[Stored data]
>>>
// SPDX-License-Identifier: BUSL-1.1
// Copyright (c) 2026 Alfred Jean LLC

//! Handler callbacks and predicates

use crate::context::EventContext;
use crate::error::HandlerError;
use async_trait::async_trait;
use futures::future::BoxFuture;
use std::fmt;
use std::sync::Arc;

/// Result returned by every handler
pub type HandlerResult = Result<(), HandlerError>;

type SyncFn = dyn Fn(&mut EventContext) -> HandlerResult + Send + Sync;
pub(crate) type AsyncFn = dyn for<'a> Fn(&'a mut EventContext) -> BoxFuture<'a, HandlerResult> + Send + Sync;
type PredicateFn = dyn Fn(&EventContext) -> Result<bool, HandlerError> + Send + Sync;

/// Handler implemented as a type rather than a closure
#[async_trait]
pub trait AsyncHandler: Send + Sync {
    async fn handle(&self, ctx: &mut EventContext) -> HandlerResult;
}

#[derive(Clone)]
pub(crate) enum Callback {
    Sync(Arc<SyncFn>),
    Async(Arc<AsyncFn>),
}

impl Callback {
    /// Allocation identity, used to make re-registration idempotent
    fn identity(&self) -> *const () {
        match self {
            Self::Sync(f) => Arc::as_ptr(f) as *const (),
            Self::Async(f) => Arc::as_ptr(f) as *const (),
        }
    }
}

/// A callback plus its registration options.
///
/// Cloning shares the callback; registering a clone for the same event as
/// the original is a no-op that returns the original's id.
#[derive(Clone)]
pub struct Handler {
    pub(crate) callback: Callback,
    pub(crate) priority: Option<i32>,
    pub(crate) predicate: Option<Arc<PredicateFn>>,
}

impl Handler {
    /// Handler that runs inline on the dispatching thread
    pub fn sync<F>(f: F) -> Self
    where
        F: Fn(&mut EventContext) -> HandlerResult + Send + Sync + 'static,
    {
        Self::with_callback(Callback::Sync(Arc::new(f)))
    }

    /// Handler returning a future; awaited by `apply`, run on the bridge by
    /// `emit` and `apply_sync`
    pub fn future<F>(f: F) -> Self
    where
        F: for<'a> Fn(&'a mut EventContext) -> BoxFuture<'a, HandlerResult> + Send + Sync + 'static,
    {
        Self::with_callback(Callback::Async(Arc::new(f)))
    }

    /// Wrap an [`AsyncHandler`] implementation
    pub fn from_async<H: AsyncHandler + 'static>(handler: H) -> Self {
        let handler = Arc::new(handler);
        Self::future(move |ctx| {
            let handler = Arc::clone(&handler);
            Box::pin(async move { handler.handle(ctx).await })
        })
    }

    fn with_callback(callback: Callback) -> Self {
        Self {
            callback,
            priority: None,
            predicate: None,
        }
    }

    /// Execution priority; higher runs first
    pub fn priority(mut self, priority: i32) -> Self {
        self.priority = Some(priority);
        self
    }

    /// Only run when `predicate` holds for the current context
    pub fn when<P>(self, predicate: P) -> Self
    where
        P: Fn(&EventContext) -> bool + Send + Sync + 'static,
    {
        self.try_when(move |ctx| Ok(predicate(ctx)))
    }

    /// Like [`when`](Self::when), for predicates that can fail.
    ///
    /// A failing predicate skips the handler; it never aborts the dispatch.
    pub fn try_when<P>(mut self, predicate: P) -> Self
    where
        P: Fn(&EventContext) -> Result<bool, HandlerError> + Send + Sync + 'static,
    {
        self.predicate = Some(Arc::new(predicate));
        self
    }

    pub fn is_async(&self) -> bool {
        matches!(self.callback, Callback::Async(_))
    }

    pub(crate) fn same_callback(&self, other: &Handler) -> bool {
        self.callback.identity() == other.callback.identity()
    }
}

impl fmt::Debug for Handler {
    fn fmt(&self, f: &mut fmt::Formatter<'_>) -> fmt::Result {
        f.debug_struct("Handler")
            .field("async", &self.is_async())
            .field("priority", &self.priority)
            .field("predicate", &self.predicate.is_some())
            .finish()
    }
}
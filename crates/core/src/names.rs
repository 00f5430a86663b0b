// SPDX-License-Identifier: BUSL-1.1
// Copyright (c) 2026 Alfred Jean LLC

//! Well-known event names
//!
//! Each name documents the parameter variant its emitters send. The pairing
//! is a convention between collaborators and is not checked at dispatch.

/// Before a message joins an agent's history. Carries [`MessageParams`](crate::MessageParams).
pub const MESSAGE_APPEND_BEFORE: &str = "message:append:before";
/// After a message joined an agent's history. Carries [`MessageParams`](crate::MessageParams).
pub const MESSAGE_APPEND_AFTER: &str = "message:append:after";
/// A message is being rendered for the transport. Carries [`MessageParams`](crate::MessageParams).
pub const MESSAGE_RENDER: &str = "message:render";

/// Before a tool runs. Carries [`ToolParams`](crate::ToolParams).
pub const TOOL_CALL_BEFORE: &str = "tool:call:before";
/// A tool returned. Carries [`ToolParams`](crate::ToolParams) with `result`.
pub const TOOL_CALL_AFTER: &str = "tool:call:after";
/// A tool failed. Carries [`ToolParams`](crate::ToolParams) with `error`.
pub const TOOL_CALL_ERROR: &str = "tool:call:error";

/// An agent entered a mode. Carries [`ModeParams`](crate::ModeParams).
pub const MODE_ENTER: &str = "mode:enter";
/// An agent left a mode. Carries [`ModeParams`](crate::ModeParams).
pub const MODE_EXIT: &str = "mode:exit";

/// Suffixes appended by the lifecycle wrapper
pub const BEFORE: &str = "before";
pub const AFTER: &str = "after";
pub const ERROR: &str = "error";
pub const FINALLY: &str = "finally";
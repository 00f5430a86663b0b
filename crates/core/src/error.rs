// SPDX-License-Identifier: BUSL-1.1
// Copyright (c) 2026 Alfred Jean LLC

//! Error types for dispatch, handlers and the bridge

use crate::registry::HandlerId;
use thiserror::Error;

/// Error raised by a handler or predicate.
///
/// Cloneable so a context can keep the exception it was stopped with while
/// the same value is reported to the caller.
#[derive(Debug, Clone, PartialEq, Eq, Error)]
pub enum HandlerError {
    #[error("{0}")]
    Failed(String),
    /// Deliberate abort of the remaining handler chain
    #[error("interrupted: {0}")]
    Interrupted(String),
    #[error("handler panicked: {0}")]
    Panicked(String),
}

impl HandlerError {
    pub fn failed(message: impl std::fmt::Display) -> Self {
        Self::Failed(message.to_string())
    }

    pub fn interrupt(reason: impl std::fmt::Display) -> Self {
        Self::Interrupted(reason.to_string())
    }

    pub fn is_interrupt(&self) -> bool {
        matches!(self, Self::Interrupted(_))
    }
}

impl From<serde_json::Error> for HandlerError {
    fn from(e: serde_json::Error) -> Self {
        Self::Failed(e.to_string())
    }
}

impl From<ParamError> for HandlerError {
    fn from(e: ParamError) -> Self {
        Self::Failed(e.to_string())
    }
}

/// Errors surfaced by `apply`, `apply_sync`, `emit` and `join`
#[derive(Debug, Error)]
pub enum DispatchError {
    #[error("handler {handler} failed on {event}: {source}")]
    Handler {
        event: String,
        handler: HandlerId,
        #[source]
        source: HandlerError,
    },
    #[error("dispatch of {event} interrupted: {reason}")]
    Interrupted { event: String, reason: String },
    /// A background dispatch died without reporting which handler failed
    #[error("dispatch of {event} panicked: {message}")]
    Panicked { event: String, message: String },
    /// A handler stopped the chain with an exception the caller chose to raise
    #[error("{event} rejected by handler: {source}")]
    Rejected {
        event: String,
        #[source]
        source: HandlerError,
    },
    #[error("bridge error: {0}")]
    Bridge(#[from] BridgeError),
    #[error("output of {event} does not fit the caller's type: {source}")]
    Output {
        event: String,
        #[source]
        source: serde_json::Error,
    },
}

impl DispatchError {
    /// Wrap a handler failure, keeping interrupts distinct from faults
    pub(crate) fn from_handler(event: &str, handler: HandlerId, error: HandlerError) -> Self {
        match error {
            HandlerError::Interrupted(reason) => Self::Interrupted {
                event: event.to_string(),
                reason,
            },
            source => Self::Handler {
                event: event.to_string(),
                handler,
                source,
            },
        }
    }

    /// The handler error behind this dispatch failure, if any
    pub fn handler_error(&self) -> Option<&HandlerError> {
        match self {
            Self::Handler { source, .. } | Self::Rejected { source, .. } => Some(source),
            _ => None,
        }
    }
}

/// Errors from the sync/async bridge
#[derive(Debug, Error)]
pub enum BridgeError {
    /// A blocking call was made from the bridge's own worker thread
    #[error("blocking call issued from the bridge worker thread would deadlock")]
    Reentrant,
    #[error("bridge queue is full")]
    Saturated,
    #[error("bridge worker has shut down")]
    Closed,
    #[error("failed to start bridge worker: {0}")]
    Spawn(#[from] std::io::Error),
}

/// Errors from key-level parameter access
#[derive(Debug, Error)]
pub enum ParamError {
    #[error("{variant} parameters have no field {key:?}")]
    UnknownField { variant: &'static str, key: String },
    #[error("invalid value for {key:?}: {source}")]
    Type {
        key: String,
        #[source]
        source: serde_json::Error,
    },
}
struct RouterInner {
    id: RouterId,
    name: Option<String>,
    config: RouterConfig,
    registry: Registry,
    bridge: OnceLock<Arc<Bridge>>,
    /// Routers that receive every event fired here
    relays: RwLock<Vec<Weak<RouterInner>>>,
    pending: Mutex<Vec<Pending>>,
}

/// Named-event dispatcher.
///
/// Cheap to clone; clones share handlers, relays and pending work.
#[derive(Clone)]
pub struct Router {
    inner: Arc<RouterInner>,
}

/// Builder for routers with non-default settings
#[derive(Default)]
pub struct RouterBuilder {
    name: Option<String>,
    config: RouterConfig,
    bridge: Option<Arc<Bridge>>,
}

impl RouterBuilder {
    pub fn name(mut self, name: impl Into<String>) -> Self {
        self.name = Some(name.into());
        self
    }

    pub fn config(mut self, config: RouterConfig) -> Self {
        self.config = config;
        self
    }

    /// Run background work on `bridge` instead of the shared one
    pub fn bridge(mut self, bridge: Arc<Bridge>) -> Self {
        self.bridge = Some(bridge);
        self
    }

    pub fn build(self) -> Router {
        let bridge = OnceLock::new();
        if let Some(b) = self.bridge {
            let _ = bridge.set(b);
        }
        Router {
            inner: Arc::new(RouterInner {
                id: RouterId(NEXT_ROUTER.fetch_add(1, Ordering::Relaxed)),
                name: self.name,
                config: self.config,
                registry: Registry::new(),
                bridge,
                relays: RwLock::new(Vec::new()),
                pending: Mutex::new(Vec::new()),
            }),
        }
    }
}

impl Default for Router {
    fn default() -> Self {
        Self::new()
    }
}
<<<
If a line falls between the first line of the entries and the line containing "the dispatching thread", or is one of those two, restate it word for word; leave all other lines out.

// SPDX-License-Identifier: BUSL-1.1
// Copyright (c) 2026 Alfred Jean LLC

//! Handler callbacks and predicates

use crate::context::EventContext;
use crate::error::HandlerError;
use async_trait::async_trait;
use futures::future::BoxFuture;
use std::fmt;
use std::sync::Arc;

/// Result returned by every handler
pub type HandlerResult = Result<(), HandlerError>;

type SyncFn = dyn Fn(&mut EventContext) -> HandlerResult + Send + Sync;
pub(crate) type AsyncFn = dyn for<'a> Fn(&'a mut EventContext) -> BoxFuture<'a, HandlerResult> + Send + Sync;
type PredicateFn = dyn Fn(&EventContext) -> Result<bool, HandlerError> + Send + Sync;

/// Handler implemented as a type rather than a closure
#[async_trait]
pub trait AsyncHandler: Send + Sync {
    async fn handle(&self, ctx: &mut EventContext) -> HandlerResult;
}

#[derive(Clone)]
pub(crate) enum Callback {
    Sync(Arc<SyncFn>),
    Async(Arc<AsyncFn>),
}

impl Callback {
    /// Allocation identity, used to make re-registration idempotent
    fn identity(&self) -> *const () {
        match self {
            Self::Sync(f) => Arc::as_ptr(f) as *const (),
            Self::Async(f) => Arc::as_ptr(f) as *const (),
        }
    }
}

/// A callback plus its registration options.
///
/// Cloning shares the callback; registering a clone for the same event as
/// the original is a no-op that returns the original's id.
#[derive(Clone)]
pub struct Handler {
    pub(crate) callback: Callback,
    pub(crate) priority: Option<i32>,
    pub(crate) predicate: Option<Arc<PredicateFn>>,
}

impl Handler {
    /// Handler that runs inline on the dispatching thread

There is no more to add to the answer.